If you don't like the idea of a Rolls-Royce SUV, blame the brand's customers – or "patrons of luxury", as company calls them. For it was they who asked the Goodwood-based marque to build the model now known as the Cullinan. They wanted "luxury, performance and usability", a reflection of the younger demographic Rolls now attracts worldwide. As Bob Dylan sang, the times, they are a-changin'.
Not too much, though: there is pedigree for a Rolls-Royce off-roading in inhospitable terrain. T E Lawrence put armoured Silver Ghosts through their paces as he in the Arabian desert, remarking famously that "a Rolls in the desert is above rubies", a quote that the peerless brand is naturally fond of recounting this month, as they launch the Cullinan to the expectant world of the ultra-rich.
We have been waiting to drive this car since it was announced in 2015. Whether by design or not, Rolls was fortunate that Bentley brought its Bentayga to market first. That car was the first ultra-luxury SUV the world had seen, and took the bashings for its slab-sided appearance and the outrage that such an inveterate maker of luxury sports cars and endurance racing should “sell out” to the consumer demand for SUVs. But now that our eyes have grown accustomed to the light, the way is paved for a much smoother ride for the Cullinan.
Named after the largest diamond ever found, which now sits in the British Crown Jewels collection, the Cullinan has the same unadorned sheets of metal as the Bentayga, with unapologetically large features. There are strong vertical and horizontal lines everywhere, giving the car, in the words of Rolls, “the prominent brow of a Saxon warrior”. From the side, the bodywork runs down the car like a sheer cliff face, and at the front, those inset headlamps and air intakes give off an unmistakably aggressive air. But then Rolls has never shied away from conquering the horizon, and that’s why it remains the builder of the word’s most coveted cars today. If that sounds like hyperbole, stop reading now: everything about Rolls-Royce is magnified, heightened and extreme.
How has Rolls managed to stay ahead of the competition?
With an extreme take on luxury. In hotel terms, one might put Bentley as the Ritz-Carlton of the automotive world, and Rolls-Royce as the Aman portfolio, which is convenient, because the international launch is at the Amangani in Jackson Hole, Wyoming.
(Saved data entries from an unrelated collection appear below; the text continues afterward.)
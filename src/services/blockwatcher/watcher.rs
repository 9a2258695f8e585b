//! Per-network watcher loop.
//!
//! Subscribes to new heads, holds each header until it is
//! `confirmation_blocks` deep, then fetches the canonical block at that height
//! and hands it to the processor. Subscription failures are retried after a
//! fixed delay until shutdown.

use std::{sync::Arc, time::Duration};

use futures::StreamExt;
use tokio::sync::{
	mpsc::{self, error::TrySendError},
	watch,
};
use tracing::{debug, info, warn};

use crate::{
	models::{BlockFetch, BlockHeader, ConfirmedBlock},
	services::{
		blockchain::{BlockChainClient, HeaderStream},
		blockwatcher::{error::BlockWatcherError, pending::PendingHeaders},
	},
	utils::metrics::{
		BLOCKS_CONFIRMED, BLOCKS_DROPPED, HEADERS_RECEIVED, PENDING_EVICTED, PENDING_HEADERS,
		UNSUPPORTED_BLOCKS, WATCHER_RECONNECTS,
	},
};

/// Lifecycle of a network watcher
#[derive(Debug, Clone, Copy, PartialEq, Eq)]
pub enum WatcherState {
	Starting,
	Subscribed,
	Reconnecting,
	Stopped,
}

/// Tunables shared by all watchers
#[derive(Debug, Clone)]
pub struct WatcherSettings {
	/// Pause before re-subscribing after the stream fails
	pub reconnect_delay: Duration,
	/// Pending headers further than this behind the head are dropped
	pub stale_block_window: u64,
}

enum StreamEnd {
	Shutdown,
	Failed(String),
}

/// Watches one network and forwards its confirmed blocks
pub struct NetworkWatcher {
	client: Arc<dyn BlockChainClient>,
	sender: mpsc::Sender<ConfirmedBlock>,
	settings: WatcherSettings,
	state: watch::Sender<WatcherState>,
	pending: PendingHeaders,
}

impl NetworkWatcher {
	pub fn new(
		client: Arc<dyn BlockChainClient>,
		sender: mpsc::Sender<ConfirmedBlock>,
		settings: WatcherSettings,
	) -> Self {
		let (state, _) = watch::channel(WatcherState::Starting);
		Self {
			client,
			sender,
			settings,
			state,
			pending: PendingHeaders::new(),
		}
	}

	/// Observes the watcher's lifecycle
	pub fn state(&self) -> watch::Receiver<WatcherState> {
		self.state.subscribe()
	}

	fn slug(&self) -> &str {
		&self.client.network().slug
	}

	fn set_state(&self, state: WatcherState) {
		self.state.send_replace(state);
	}

	/// Runs until `shutdown` flips to true or the processor goes away.
	///
	/// # Errors
	/// Returns `ChannelClosed` when the block channel has no receiver. All node
	/// errors are retried.
	pub async fn run(
		mut self,
		mut shutdown: watch::Receiver<bool>,
	) -> Result<(), BlockWatcherError> {
		let result = self.watch(&mut shutdown).await;
		self.set_state(WatcherState::Stopped);
		PENDING_HEADERS.with_label_values(&[self.slug()]).set(0.0);
		info!(network = %self.slug(), "Watcher stopped");
		result
	}

	async fn watch(
		&mut self,
		shutdown: &mut watch::Receiver<bool>,
	) -> Result<(), BlockWatcherError> {
		match self.client.get_latest_block_number().await {
			Ok(head) => info!(network = %self.slug(), head, "Starting watcher"),
			Err(e) => warn!(network = %self.slug(), error = %e, "Failed to read chain head"),
		}

		loop {
			if *shutdown.borrow() {
				return Ok(());
			}

			match self.client.subscribe_headers().await {
				Ok(stream) => {
					self.set_state(WatcherState::Subscribed);
					info!(network = %self.slug(), "Watching new heads");
					match self.consume(stream, shutdown).await? {
						StreamEnd::Shutdown => return Ok(()),
						StreamEnd::Failed(reason) => {
							warn!(
								network = %self.slug(),
								reason = %reason,
								"Header subscription lost"
							);
						}
					}
				}
				Err(e) => {
					warn!(network = %self.slug(), error = %e, "Failed to subscribe to new heads");
				}
			}

			self.set_state(WatcherState::Reconnecting);
			WATCHER_RECONNECTS.with_label_values(&[self.slug()]).inc();
			info!(
				network = %self.slug(),
				delay_ms = self.settings.reconnect_delay.as_millis() as u64,
				"Reconnecting after delay"
			);
			tokio::select! {
				_ = tokio::time::sleep(self.settings.reconnect_delay) => {}
				_ = shutdown.changed() => return Ok(()),
			}
		}
	}

	async fn consume(
		&mut self,
		mut stream: HeaderStream,
		shutdown: &mut watch::Receiver<bool>,
	) -> Result<StreamEnd, BlockWatcherError> {
		loop {
			let next = tokio::select! {
				next = stream.next() => next,
				_ = shutdown.changed() => return Ok(StreamEnd::Shutdown),
			};
			match next {
				Some(Ok(header)) => self.on_header(header).await?,
				Some(Err(e)) => return Ok(StreamEnd::Failed(e.to_string())),
				None => return Ok(StreamEnd::Failed("stream ended".to_string())),
			}
		}
	}

	/// Applies one new head: record it, release everything now deep enough,
	/// then drop headers that fell out of the window.
	async fn on_header(&mut self, header: BlockHeader) -> Result<(), BlockWatcherError> {
		let slug = self.slug().to_string();
		let head = header.number;
		HEADERS_RECEIVED.with_label_values(&[&slug]).inc();
		debug!(network = %slug, block = head, hash = %header.hash, "Received header");

		if let Some(replaced) = self.pending.insert(header) {
			debug!(
				network = %slug,
				block = head,
				replaced = %replaced.hash,
				"Header replaced at same height"
			);
		}

		let confirmations = self.client.network().confirmation_blocks;
		for confirmed in self.pending.take_confirmed(head, confirmations) {
			self.forward(confirmed).await?;
		}

		let evicted = self.pending.evict_stale(head, self.settings.stale_block_window);
		if !evicted.is_empty() {
			PENDING_EVICTED
				.with_label_values(&[&slug])
				.inc_by(evicted.len() as u64);
			warn!(network = %slug, blocks = ?evicted, "Evicted stale pending headers");
		}
		PENDING_HEADERS
			.with_label_values(&[&slug])
			.set(self.pending.len() as f64);
		Ok(())
	}

	async fn forward(&self, header: BlockHeader) -> Result<(), BlockWatcherError> {
		let slug = self.slug();
		let block = match self.client.get_block_with_receipts(header.number).await {
			Ok(BlockFetch::Supported(block)) => block,
			Ok(BlockFetch::Unsupported { number, reason }) => {
				UNSUPPORTED_BLOCKS.with_label_values(&[slug]).inc();
				info!(
					network = %slug,
					block = number,
					reason = %reason,
					"Skipping block with unsupported transactions"
				);
				return Ok(());
			}
			Err(e) => {
				warn!(
					network = %slug,
					block = header.number,
					error = %e,
					"Failed to fetch confirmed block"
				);
				return Ok(());
			}
		};

		if block.hash != header.hash {
			debug!(
				network = %slug,
				block = block.number,
				announced = %header.hash,
				canonical = %block.hash,
				"Canonical block differs from announced header"
			);
		}

		match self.sender.try_send(*block) {
			Ok(()) => {
				BLOCKS_CONFIRMED.with_label_values(&[slug]).inc();
				debug!(network = %slug, block = header.number, "Forwarded confirmed block");
				Ok(())
			}
			Err(TrySendError::Full(block)) => {
				BLOCKS_DROPPED.with_label_values(&[slug]).inc();
				warn!(
					network = %slug,
					block = block.number,
					"Processor channel full, dropping block"
				);
				Ok(())
			}
			Err(TrySendError::Closed(_)) => Err(BlockWatcherError::channel_closed(format!(
				"processor stopped receiving blocks for {}",
				slug
			))),
		}
	}
}
//! Webhook dispatcher workers.
//!
//! Each worker pops a delivery id from the shared queue, reloads the delivery,
//! posts its payload to the webhook and records the outcome. A failed attempt
//! either schedules the next one or, once the budget is spent, parks the
//! delivery in `max_retries_exceeded`.

use std::{sync::Arc, time::Duration};

use chrono::{DateTime, Utc};
use reqwest::header::{HeaderMap, HeaderName, HeaderValue, CONTENT_TYPE};
use reqwest_middleware::ClientWithMiddleware;
use tokio::sync::watch;
use tracing::{debug, error, info, instrument, warn};
use uuid::Uuid;

use crate::{
	models::{DeliveryStatus, Webhook, WebhookDelivery},
	repositories::{WatchedAddressRepositoryTrait, WebhookDeliveryRepositoryTrait},
	services::delivery::{error::DeliveryError, queue::DeliveryQueue, signing::sign_payload},
	utils::{
		create_retryable_http_client, metrics::WEBHOOK_DELIVERIES, HttpRetryConfig, RetryConfig,
		TransportErrorRetryStrategy,
	},
};

/// Longest response body or error message kept on a delivery
pub const MAX_STORED_TEXT_LEN: usize = 1024;

pub const SIGNATURE_HEADER: &str = "X-Signature";
pub const TIMESTAMP_HEADER: &str = "X-Timestamp";
pub const DELIVERY_ID_HEADER: &str = "X-Delivery-Id";

/// Dispatcher tunables
#[derive(Debug, Clone)]
pub struct DispatcherSettings {
	/// Total time allowed for one POST
	pub request_timeout: Duration,
	/// How long a worker blocks on an empty queue before re-checking shutdown
	pub dequeue_timeout: Duration,
	/// Delay schedule between failed attempts
	pub backoff: RetryConfig,
	/// Quick in-attempt retries for transport failures
	pub http_retry: HttpRetryConfig,
}

/// Sends queued deliveries and records their outcomes
pub struct WebhookDispatcher {
	deliveries: Arc<dyn WebhookDeliveryRepositoryTrait>,
	addresses: Arc<dyn WatchedAddressRepositoryTrait>,
	queue: Arc<dyn DeliveryQueue>,
	client: ClientWithMiddleware,
	settings: DispatcherSettings,
}

impl WebhookDispatcher {
	pub fn new(
		deliveries: Arc<dyn WebhookDeliveryRepositoryTrait>,
		addresses: Arc<dyn WatchedAddressRepositoryTrait>,
		queue: Arc<dyn DeliveryQueue>,
		settings: DispatcherSettings,
	) -> Result<Self, DeliveryError> {
		let base_client = reqwest::Client::builder()
			.pool_max_idle_per_host(10)
			.pool_idle_timeout(Some(Duration::from_secs(90)))
			.connect_timeout(Duration::from_secs(10))
			.timeout(settings.request_timeout)
			.build()
			.map_err(|e| DeliveryError::HttpClientBuild(e.to_string()))?;
		let client = create_retryable_http_client(
			&settings.http_retry,
			base_client,
			Some(TransportErrorRetryStrategy),
		);

		Ok(Self {
			deliveries,
			addresses,
			queue,
			client,
			settings,
		})
	}

	/// Pops and processes deliveries until shutdown.
	///
	/// Errors on individual deliveries are logged and never end the loop.
	pub async fn run_worker(
		self: Arc<Self>,
		worker_id: usize,
		mut shutdown: watch::Receiver<bool>,
	) {
		info!(worker_id, "Delivery worker started");
		loop {
			if *shutdown.borrow() {
				break;
			}

			let popped = tokio::select! {
				popped = self.queue.pop(self.settings.dequeue_timeout) => popped,
				_ = shutdown.changed() => break,
			};

			match popped {
				Ok(Some(delivery_id)) => {
					if let Err(e) = self.process(delivery_id).await {
						error!(
							worker_id,
							delivery_id = %delivery_id,
							error = %e,
							"Failed to process delivery"
						);
					}
				}
				Ok(None) => {}
				Err(e) => {
					warn!(worker_id, error = %e, "Failed to pop delivery queue");
					tokio::select! {
						_ = tokio::time::sleep(self.settings.dequeue_timeout) => {}
						_ = shutdown.changed() => break,
					}
				}
			}
		}
		info!(worker_id, "Delivery worker stopped");
	}

	/// Makes one attempt for the delivery and persists the result.
	///
	/// Returns the delivery's new status, or `None` when the delivery no longer
	/// exists or had already reached a terminal state.
	#[instrument(skip_all, fields(delivery_id = %delivery_id))]
	pub async fn process(
		&self,
		delivery_id: Uuid,
	) -> Result<Option<DeliveryStatus>, DeliveryError> {
		let Some(mut delivery) = self.deliveries.find_delivery(delivery_id).await? else {
			warn!("Queued delivery no longer exists");
			return Ok(None);
		};
		if delivery.status.is_terminal() {
			debug!(status = %delivery.status, "Skipping delivery in terminal state");
			return Ok(None);
		}

		let now = Utc::now();
		match self.addresses.find_webhook(delivery.webhook_id).await? {
			Some(webhook) => match self.send(&webhook, &delivery).await {
				Ok((status, body)) => record_success(&mut delivery, status, body, now),
				Err(e) => record_failure(&mut delivery, &e, &self.settings.backoff, now),
			},
			None => {
				let e =
					DeliveryError::Transport(format!("webhook {} not found", delivery.webhook_id));
				record_failure(&mut delivery, &e, &self.settings.backoff, now);
			}
		}

		self.deliveries.update_delivery(&delivery).await?;
		WEBHOOK_DELIVERIES
			.with_label_values(&[delivery.status.as_str()])
			.inc();

		match delivery.status {
			DeliveryStatus::Delivered => {
				info!(http_status = ?delivery.http_status_code, "Webhook delivered")
			}
			DeliveryStatus::MaxRetriesExceeded => error!(
				retry_count = delivery.retry_count,
				error = ?delivery.error_message,
				"Webhook delivery gave up after max retries"
			),
			_ => warn!(
				retry_count = delivery.retry_count,
				next_retry_at = ?delivery.next_retry_at,
				error = ?delivery.error_message,
				"Webhook delivery failed, retry scheduled"
			),
		}
		Ok(Some(delivery.status))
	}

	/// Posts the payload. `Ok` only for a 2xx response.
	async fn send(
		&self,
		webhook: &Webhook,
		delivery: &WebhookDelivery,
	) -> Result<(u16, String), DeliveryError> {
		let headers = build_headers(webhook, delivery, Utc::now())?;
		let response = self
			.client
			.post(webhook.url.as_str())
			.headers(headers)
			.body(delivery.payload.clone())
			.send()
			.await
			.map_err(|e| DeliveryError::Transport(e.to_string()))?;

		let status = response.status();
		let body = response.text().await.unwrap_or_default();
		if status.is_success() {
			Ok((status.as_u16(), body))
		} else {
			Err(DeliveryError::HttpStatus {
				status: status.as_u16(),
				body,
			})
		}
	}
}

/// Request headers for one attempt: content type, signature, timestamp and
/// delivery id.
pub fn build_headers(
	webhook: &Webhook,
	delivery: &WebhookDelivery,
	now: DateTime<Utc>,
) -> Result<HeaderMap, DeliveryError> {
	let signature = sign_payload(&webhook.secret, &delivery.payload)?;
	let mut headers = HeaderMap::new();
	headers.insert(CONTENT_TYPE, HeaderValue::from_static("application/json"));
	for (name, value) in [
		(SIGNATURE_HEADER, signature),
		(TIMESTAMP_HEADER, now.timestamp_millis().to_string()),
		(DELIVERY_ID_HEADER, delivery.id.to_string()),
	] {
		let header_name = HeaderName::from_bytes(name.as_bytes())
			.map_err(|e| DeliveryError::Signing(format!("Invalid header name {}: {}", name, e)))?;
		let header_value = HeaderValue::from_str(&value)
			.map_err(|e| DeliveryError::Signing(format!("Invalid value for {}: {}", name, e)))?;
		headers.insert(header_name, header_value);
	}
	Ok(headers)
}

/// Marks the delivery delivered.
pub fn record_success(
	delivery: &mut WebhookDelivery,
	status: u16,
	body: String,
	now: DateTime<Utc>,
) {
	delivery.status = DeliveryStatus::Delivered;
	delivery.http_status_code = Some(status);
	delivery.response_body = Some(truncate(body));
	delivery.error_message = None;
	delivery.next_retry_at = None;
	delivery.delivered_at = Some(now);
	delivery.updated_at = now;
}

/// Counts a failed attempt and decides what happens next.
///
/// The retry count grows by exactly one. Reaching `max_retries` is terminal;
/// below it the delivery becomes due again after
/// `backoff.backoff_delay(retry_count)`.
pub fn record_failure(
	delivery: &mut WebhookDelivery,
	error: &DeliveryError,
	backoff: &RetryConfig,
	now: DateTime<Utc>,
) {
	match error {
		DeliveryError::HttpStatus { status, body } => {
			delivery.http_status_code = Some(*status);
			delivery.response_body = Some(truncate(body.clone()));
		}
		_ => {
			delivery.http_status_code = None;
			delivery.response_body = None;
		}
	}
	delivery.error_message = Some(truncate(error.to_string()));
	delivery.retry_count = delivery.retry_count.saturating_add(1).min(delivery.max_retries);
	delivery.updated_at = now;

	if delivery.retry_count >= delivery.max_retries {
		delivery.status = DeliveryStatus::MaxRetriesExceeded;
		delivery.next_retry_at = None;
	} else {
		delivery.status = DeliveryStatus::Failed;
		let delay = chrono::Duration::from_std(backoff.backoff_delay(delivery.retry_count))
			.unwrap_or_else(|_| chrono::Duration::days(365));
		delivery.next_retry_at = Some(now + delay);
	}
}

/// Cuts `text` to at most [`MAX_STORED_TEXT_LEN`] characters.
pub fn truncate(text: String) -> String {
	match text.char_indices().nth(MAX_STORED_TEXT_LEN) {
		Some((cut, _)) => text[..cut].to_string(),
		None => text,
	}
}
Aman hotels go beyond five-star luxury. They are unafraid to combine Brutalist concrete architecture with desert landscapes, or let the views of the Rockies be framed by simple grasses and huge windows. The natural materials are carefully curated to speak for themselves, which is pretty much what Rolls-Royce does with its architecture, design and interiors.
The inside of the Cullinan is a palace of decadence, and a triumph of simplicity. That should be an oxymoron, but Rolls-Royce thrives on creating the combination. In the back, which is where one starts with all Rolls-Royces, you can choose a bench seat to take three passengers, or two individual seats with a huge console between them, housing whisky glasses, decanter, champagne flutes and refrigerator. The rear doors open outwards from the back, and there are acres of leg space, your feet sinking into the footwell carpets. The rear passengers can be separated from the boot by a glass partition, which is a glorious addition, stopping passengers from freezing (or, in the UAE, boiling) when the tailgate is open. There are even beautiful zips hiding the Isofix mounts.
The electrically folding rear seats don’t lie flat, but the boot floor rises to create a seamless ramp to the front seats, creating a loadspace longer than that of an extended wheelbase Range Rover.
In the front, the driver can control functions via the BMW Group’s fine touchscreen, or via the Spirit of Ecstasy-adorned knob.
Luxury carmakers often feel they can get away with less advanced technology than mass-volume manufacturers, because the money buys the powertrain and kerb appeal. Thankfully, here, Rolls-Royce makes full use of its BMW parentage. The Cullinan has night vision, pedestrian- and wildlife-collision alerts, four cameras –including overhead for manoeuvring – active cruise control, collision warning, cross-traffic warning and lane-change warning systems. The driver can lower the air suspension from the centre console, then there are the off-roading systems.
A gentle thumb on the starter button breathes life into the purring 6.75-litre, twin-turbo V12. In an act of genius understood only by the chief engineer and her mother (yes, gasp, she’s a woman), the Cullinan maintains the infamous magic-carpet waftability of the marque. That’s enough of a challenge for a 2.7-tonne car with a higher ride height, but to extend that treatment to the car off-road is something else. Partly it’s achieved by creating bigger air struts to cushion the jolts to the wheels. The rest is witchcraft.
For the first time in the brand's venerable history, power is sent to the front as well as rear wheels. On road, you wouldn't notice any difference – the power is still seamless and sublime, the suspension gorgeous. Off-road though, this is capable. Surprising? Perhaps history tells us it shouldn't be: in an excerpt from The Tank Corps Journal, from October 1922, it was written that "not a single Rolls-Royce armoured car was laid up for an hour [in West Africa], except as a result of the enemy's fire".
Here it is then, possibly the most consummate Rolls-Royce ever.